• WHAT THE TASK REQUIRES:
An exact transcription of the lines below, from the first through the one containing "step. Nothing is", is the only output wanted.

(Dataset excerpts)
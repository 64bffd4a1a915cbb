//! Class balancing through text augmentation, and the K-fold driver that
//! produces balanced training folds.

mod balance;
mod contextual;
mod kfold;
mod swap;

pub use balance::{balance_dataset, BalanceOutcome};
pub use contextual::ContextualWordAugmenter;
pub use kfold::{augment_folds, kfold_splits, FoldArtifacts, FoldSplit};
pub use swap::RandomSwapAugmenter;

use crate::error::Result;

/// Produces a variant of a text that keeps its label.
///
/// `Ok(None)` means no variant could be produced for this input; the
/// balancer skips it. Errors abort balancing.
pub trait TextAugmenter {
    fn augment(&self, text: &str) -> Result<Option<String>>;
}

impl<T: TextAugmenter + ?Sized> TextAugmenter for Box<T> {
    fn augment(&self, text: &str) -> Result<Option<String>> {
        (**self).augment(text)
    }
}

impl<T: TextAugmenter + ?Sized> TextAugmenter for &T {
    fn augment(&self, text: &str) -> Result<Option<String>> {
        (**self).augment(text)
    }
}

/// Strips list-literal wrapping (`['...']`) some augmenters leave behind.
pub(crate) fn clean_augmented(text: &str) -> String {
    let text = text.strip_prefix("['").unwrap_or(text);
    let text = text.strip_suffix("']").unwrap_or(text);
    text.to_string()
}
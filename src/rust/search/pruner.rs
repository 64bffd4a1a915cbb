use crate::config::PrunerSettings;

use super::trial::{TrialRecord, TrialStatus};

/// Median stopping rule over completed trials.
///
/// A running trial is pruned at `step` when its value is strictly below the
/// median of the values completed trials reported at that step. Nothing is
/// pruned before `n_startup_trials` trials have completed, nor at steps up
/// to `n_warmup_steps`. Higher values are better.
#[derive(Debug, Clone, Default)]
pub struct MedianPruner {
    settings: PrunerSettings,
    completed: Vec<TrialRecord>,
}

impl MedianPruner {
    pub fn new(settings: PrunerSettings) -> Self {
        Self {
            settings,
            completed: Vec::new(),
        }
    }

    /// Keeps the curve of a completed trial. Other trials are ignored.
    pub fn record(&mut self, trial: &TrialRecord) {
        if trial.status == TrialStatus::Completed {
            self.completed.push(trial.clone());
        }
    }

    pub fn should_prune(&self, step: usize, value: f64) -> bool {
        if self.completed.len() < self.settings.n_startup_trials || step <= self.settings.n_warmup_steps {
            return false;
        }
        let mut values: Vec<f64> = self
            .completed
            .iter()
            .filter_map(|t| t.intermediate.get(&step).copied())
            .collect();
        if values.is_empty() {
            return false;
        }
        values.sort_by(f64::total_cmp);
        let mid = values.len() / 2;
        let median = if values.len() % 2 == 0 {
            (values[mid - 1] + values[mid]) / 2.0
        } else {
            values[mid]
        };
        value < median
    }
}
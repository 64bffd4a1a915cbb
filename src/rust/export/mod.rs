//! ONNX export, dynamic quantization and re-validation of trained models.

mod graph;
pub mod proto;
mod quantize;
mod validate;

pub use graph::{build_graph, export_to_graph, ExportSummary, ATTENTION_MASK, BATCH_AXIS, DUMMY_TEXT, INPUT_IDS, LOGITS};
pub use quantize::{
    quantize, quantize_graph, quantize_symmetric, quantize_with, QuantizationSummary, QuantizeOptions, QuantizedGraph,
};
pub use validate::{graph_logits, load_session, run_logits, validate_graph, verify_export, QuantizationReport};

• SOLUTION FOR THIS PROBLEM:
repository 64bffd4a1a915cbb
//! Class balancing through text augmentation, and the K-fold driver that
//! produces balanced training folds.

mod balance;
mod contextual;
mod kfold;
mod swap;

pub use balance::{balance_dataset, BalanceOutcome};
pub use contextual::ContextualWordAugmenter;
pub use kfold::{augment_folds, kfold_splits, FoldArtifacts, FoldSplit};
pub use swap::RandomSwapAugmenter;

use crate::error::Result;

/// Produces a variant of a text that keeps its label.
///
/// `Ok(None)` means no variant could be produced for this input; the
/// balancer skips it. Errors abort balancing.
pub trait TextAugmenter {
    fn augment(&self, text: &str) -> Result<Option<String>>;
}

impl<T: TextAugmenter + ?Sized> TextAugmenter for Box<T> {
    fn augment(&self, text: &str) -> Result<Option<String>> {
        (**self).augment(text)
    }
}

impl<T: TextAugmenter + ?Sized> TextAugmenter for &T {
    fn augment(&self, text: &str) -> Result<Option<String>> {
        (**self).augment(text)
    }
}

/// Strips list-literal wrapping (`['...']`) some augmenters leave behind.
pub(crate) fn clean_augmented(text: &str) -> String {
    let text = text.strip_prefix("['").unwrap_or(text);
    let text = text.strip_suffix("']").unwrap_or(text);
    text.to_string()
}
filename src/rust/search/pruner.rs
repository 64bffd4a1a915cbb
use crate::config::PrunerSettings;

use super::trial::{TrialRecord, TrialStatus};

/// Median stopping rule over completed trials.
///
/// A running trial is pruned at `step` when its value is strictly below the
/// median of the values completed trials reported at that step. Nothing is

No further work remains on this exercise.